Stored data entries:
--------

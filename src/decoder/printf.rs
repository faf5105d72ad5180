//! printf-style format string lexer
//!
//! Splits a format string into literal text and conversion specifiers. The
//! lexer understands the C flag characters, field width, precision and the
//! C length modifiers (which carry no information here because the wire
//! width comes from the macro type).

/// Flag characters of a conversion
#[derive(Debug, Clone, Copy, Default, PartialEq, Eq)]
pub struct Flags {
    /// `-`
    pub left: bool,
    /// `+`
    pub plus: bool,
    /// ` `
    pub space: bool,
    /// `0`
    pub zero: bool,
    /// `#`
    pub alternate: bool,
}

/// One `%...` conversion
#[derive(Debug, Clone, Copy, PartialEq, Eq)]
pub struct ConvSpec {
    pub flags: Flags,
    pub width: Option<usize>,
    pub precision: Option<usize>,
    pub verb: char,
}

impl ConvSpec {
    /// Whether the conversion consumes a parameter
    pub fn consumes_value(&self) -> bool {
        self.verb != '%'
    }

    /// Whether the conversion expects a string parameter
    pub fn is_string(&self) -> bool {
        self.verb == 's'
    }

    /// Whether the conversion expects a floating point parameter
    pub fn is_float(&self) -> bool {
        matches!(self.verb, 'e' | 'E' | 'f' | 'F' | 'g' | 'G')
    }
}

/// A lexed piece of a format string
#[derive(Debug, Clone, PartialEq, Eq)]
pub enum Piece<'a> {
    Literal(&'a str),
    Spec(ConvSpec),
    /// A `%` not followed by a valid conversion, kept verbatim
    Invalid(&'a str),
}

/// Verbs the renderer understands
pub const VERBS: &str = "diuxXoObcqtpeEfFgGs%";

const LENGTH_MODIFIERS: &str = "hlzjL";
const INTEGER_VERBS: &str = "diuxXoOb";

/// Lex `format` into pieces
pub fn lex(format: &str) -> Vec<Piece<'_>> {
    let bytes = format.as_bytes();
    let mut pieces = Vec::new();
    let mut literal_start = 0;
    let mut i = 0;

    while i < bytes.len() {
        if bytes[i] != b'%' {
            i += 1;
            continue;
        }
        if literal_start < i {
            pieces.push(Piece::Literal(&format[literal_start..i]));
        }
        let start = i;
        i += 1;

        let mut flags = Flags::default();
        while i < bytes.len() {
            match bytes[i] {
                b'-' => flags.left = true,
                b'+' => flags.plus = true,
                b' ' => flags.space = true,
                b'0' => flags.zero = true,
                b'#' => flags.alternate = true,
                _ => break,
            }
            i += 1;
        }

        let width = digits(bytes, &mut i);
        let precision = if i < bytes.len() && bytes[i] == b'.' {
            i += 1;
            Some(digits(bytes, &mut i).unwrap_or(0))
        } else {
            None
        };

        while i < bytes.len() {
            let c = bytes[i] as char;
            let is_modifier = LENGTH_MODIFIERS.contains(c)
                || (c == 't'
                    && bytes
                        .get(i + 1)
                        .is_some_and(|n| INTEGER_VERBS.contains(*n as char)));
            if !is_modifier {
                break;
            }
            i += 1;
        }

        match format[i..].chars().next() {
            Some(verb) if VERBS.contains(verb) => {
                i += verb.len_utf8();
                pieces.push(Piece::Spec(ConvSpec {
                    flags,
                    width,
                    precision,
                    verb,
                }));
            }
            Some(other) => {
                i += other.len_utf8();
                pieces.push(Piece::Invalid(&format[start..i]));
            }
            None => pieces.push(Piece::Invalid(&format[start..])),
        }
        literal_start = i;
    }

    if literal_start < bytes.len() {
        pieces.push(Piece::Literal(&format[literal_start..]));
    }
    pieces
}

fn digits(bytes: &[u8], i: &mut usize) -> Option<usize> {
    let start = *i;
    while *i < bytes.len() && bytes[*i].is_ascii_digit() {
        *i += 1;
    }
    if *i == start {
        return None;
    }
    std::str::from_utf8(&bytes[start..*i]).ok()?.parse().ok()
}

/// Conversions of `format` that consume a parameter, in order
pub fn value_specs(format: &str) -> Vec<ConvSpec> {
    lex(format)
        .into_iter()
        .filter_map(|p| match p {
            Piece::Spec(spec) if spec.consumes_value() => Some(spec),
            _ => None,
        })
        .collect()
}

--------

● Problem
Tally the lines of the records above that contain the word "expects". Give only the total.

● Result
2